Maurevert frémissait. Il croyait comprendre que Pardaillan lui échappait; et résolu à risquer sa vie pour assouvir sa vengeance, convaincu d’ailleurs que Catherine avait encore besoin de lui, il répondit:
– Madame, je crois que mon intérêt exige que je demeure à Paris. Dans huit jours, d’ailleurs, on aura autant d’intérêt que maintenant à trouver l’auteur de l’arquebusade du cloître.
– Je ne crois pas! dit Catherine avec un sourire livide.
Et saisissant le bras de Maurevert:
– Je vous couvre, entendez-vous? Votre grande faute n’est pas d’avoir tiré sur l’amiral, c’est de l’avoir manqué. Mais au surplus, les choses sont mieux ainsi; votre maladresse est peut-être un coup d’adresse extraordinaire. C’est pourquoi, Maurevert, je vous pardonne d’avoir fait grâce à Coligny; c’est pourquoi je vous destine à de plus hautes besognes. Obéissez, partez, revenez dans huit jours, et vous saurez alors ma pensée. Et quant à ces deux hommes, ne craignez rien: je vous en réponds.
– J’obéirai, madame, dit Maurevert qui s’inclina profondément.
Il sortit en disant:
– Je me loge aux abords du Temple et je n’en bouge pas de huit jours: je veux voir, moi!…
La reine s’éloigna à son tour, escortée par un simple sergent des gardes qui la reconduisit jusqu’à la petite porte, car tout le monde, même Montluc, ignorait au Temple qui était la dame voilée de noir.
– Comment et pourquoi la maîtresse du roi s’intéresse-t-elle à ces deux aventuriers? se demandait Catherine. Comment et pourquoi a-t-elle obtenu cet ordre de sursis?… Je le saurai dans quelques jours Les Pardaillan ne peuvent m’échapper. Pour aujourd’hui, écartons ce souci infime et songeons à la grande besogne!
Comment Marie Touchet avait obtenu le sursis? C’est ce que nous devons expliquer rapidement.
Le valet du roi était entré à sept heures du matin dans l’appartement de Charles IX, et l’avait trouvé qui se déshabillait.
– Tu vois, avait dit Charles, j’ai passé la nuit à travailler…
– Aussi Votre Majesté est-elle à faire peur, dit familièrement le valet.
– Je vais réparer cela. Je veux dormir jusqu’à onze heures, tu entends? Que personne n’entre ici; tu diras à mes gentilshommes qu’il n’y aura pas de lever ce matin, et que je les attends à mon jeu de paume après-midi. Va, va… je veux être seul.
Le valet parti, le roi acheva de se déshabiller, mais pour revêtir aussitôt un costume de drap, d’apparence bourgeoise.
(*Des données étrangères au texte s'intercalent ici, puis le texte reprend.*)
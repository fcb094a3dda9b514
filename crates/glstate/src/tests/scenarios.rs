use alloc::{format, string::String, vec::Vec};

use regex::Regex;

use crate::{
    ArrayValue, BitfieldFallback, Capture, FormattingOptions, ReportError, StateValue,
    SymbolCategory, assemble, query,
};

fn single(name: &str, value: StateValue, options: &FormattingOptions) -> String {
    let mut capture = Capture::new(options);
    capture.attribute(name, &value).unwrap();
    let out = assemble(capture.finish(), options).unwrap();
    String::from_utf8(out.as_bytes().to_vec()).unwrap()
}

#[test]
fn bool_line_is_key_padding_token() {
    fn source(capture: &mut Capture<'_>) -> Result<(), ReportError> {
        capture.attribute("GL_DITHER", &true.into())?;
        capture.attribute("GL_POLYGON_SMOOTH", &false.into())
    }
    let report = query(&source, None).unwrap();
    let expected = format!(
        "GL_DITHER{}GL_TRUE\nGL_POLYGON_SMOOTH GL_FALSE\n",
        " ".repeat("GL_POLYGON_SMOOTH".len() - "GL_DITHER".len() + 1)
    );
    assert_eq!(report.as_str(), Some(expected.as_str()));
}

#[test]
fn bitfield_substitutes_whole_field_for_unnamed_bit() {
    // Bit 0 is named, bit 3 is not.
    let value = StateValue::bitfield(SymbolCategory::ContextFlag, 0b1001, 4);
    assert_eq!(
        single("F", value.clone(), &FormattingOptions::default()),
        "F GL_CONTEXT_FLAG_FORWARD_COMPATIBLE_BIT | 0x00000009\n"
    );

    let single_bit = FormattingOptions {
        bitfield_fallback: BitfieldFallback::SingleBit,
        ..Default::default()
    };
    assert_eq!(
        single("F", value, &single_bit),
        "F GL_CONTEXT_FLAG_FORWARD_COMPATIBLE_BIT | 0x00000008\n"
    );
}

#[test]
fn empty_array_renders_braces_with_two_spaces() {
    assert_eq!(
        single("A", ArrayValue::floats(Vec::<f32>::new()).into(), &FormattingOptions::default()),
        "A {  }\n"
    );
}

#[test]
fn every_category_falls_back_to_fixed_width_hex() {
    let hex = Regex::new(r"^X 0x[0-9A-F]{8}\n$").unwrap();
    for category in SymbolCategory::ALL {
        let value = StateValue::enumerant(category, 0x7FFF_0003);
        let out = single("X", value, &FormattingOptions::default());
        assert!(hex.is_match(&out), "{category:?}: {out:?}");
    }
    let value = StateValue::enumerant(SymbolCategory::BlendFunc, 3);
    assert_eq!(single("X", value, &FormattingOptions::default()), "X 0x00000003\n");
}

#[test]
fn hex_flag_applies_to_every_unresolved_code() {
    let decimal = FormattingOptions {
        enable_hex: false,
        ..Default::default()
    };
    assert_eq!(
        single("E", StateValue::enumerant(SymbolCategory::StencilOp, 3), &decimal),
        "E 3\n"
    );
    assert_eq!(
        single("A", ArrayValue::enums(SymbolCategory::StencilOp, [0x1E00, 3]).into(), &decimal),
        "A { GL_KEEP, 3 }\n"
    );
    assert_eq!(
        single("B", StateValue::bitfield(SymbolCategory::ContextFlag, 0b1000, 4), &decimal),
        "B 8\n"
    );
    // Explicit masks are not fallbacks.
    assert_eq!(single("M", StateValue::Hex(3), &decimal), "M 0x00000003\n");
}

#[test]
fn truncated_array_keeps_ellipsis_before_wrapping() {
    let options = FormattingOptions {
        array_limit: 10,
        ..Default::default()
    };
    let value = ArrayValue::ints([1, 2, 3, 4]).with_limit(2);
    assert_eq!(single("K", value.into(), &options), "K { 1,\n    2,\n    ...  }\n");
}

#[test]
fn source_can_follow_the_hex_flag() {
    fn formats(capture: &mut Capture<'_>) -> Result<(), ReportError> {
        let codes = [0x8E21, 1];
        let value = if capture.options().enable_hex {
            ArrayValue::hex_ints(codes)
        } else {
            ArrayValue::ints(codes)
        };
        capture.attribute("GL_SHADER_BINARY_FORMATS", &value.into())
    }

    let hex = query(&formats, None).unwrap().into_buffer();
    assert_eq!(
        hex.as_bytes(),
        b"GL_SHADER_BINARY_FORMATS { 0x00008E21, 0x00000001 }\n"
    );

    let decimal = FormattingOptions {
        enable_hex: false,
        ..Default::default()
    };
    let report = query(&formats, Some(&decimal)).unwrap();
    assert_eq!(
        report.as_str(),
        Some("GL_SHADER_BINARY_FORMATS { 36385, 1 }\n")
    );
}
Bientôt, par des couloirs et des escaliers dérobés, il gagna une cour déserte, atteignit une petite porte située non loin de l’angle qui avoisine Saint-Germain-l’Auxerrois, et l’ayant ouverte avec une clé qu’il était seul à posséder, se trouva sous une voûte. Cette sorte de poterne était fermée du côté intérieur par une lourde porte de fer. Le chemin en pente raide aboutissait au fossé. Une passerelle en planches était jetée sur l’eau courante. Après la passerelle, des marches taillées dans la glaise gazonnée permettaient au roi de remonter sur le bord extérieur du fossé. C’est par là qu’il passait quand il voulait qu’on le crût au Louvre alors qu’il se promenait dans sa bonne ville, comme un écolier heureux d’échapper pour quelques heures à la dure contrainte.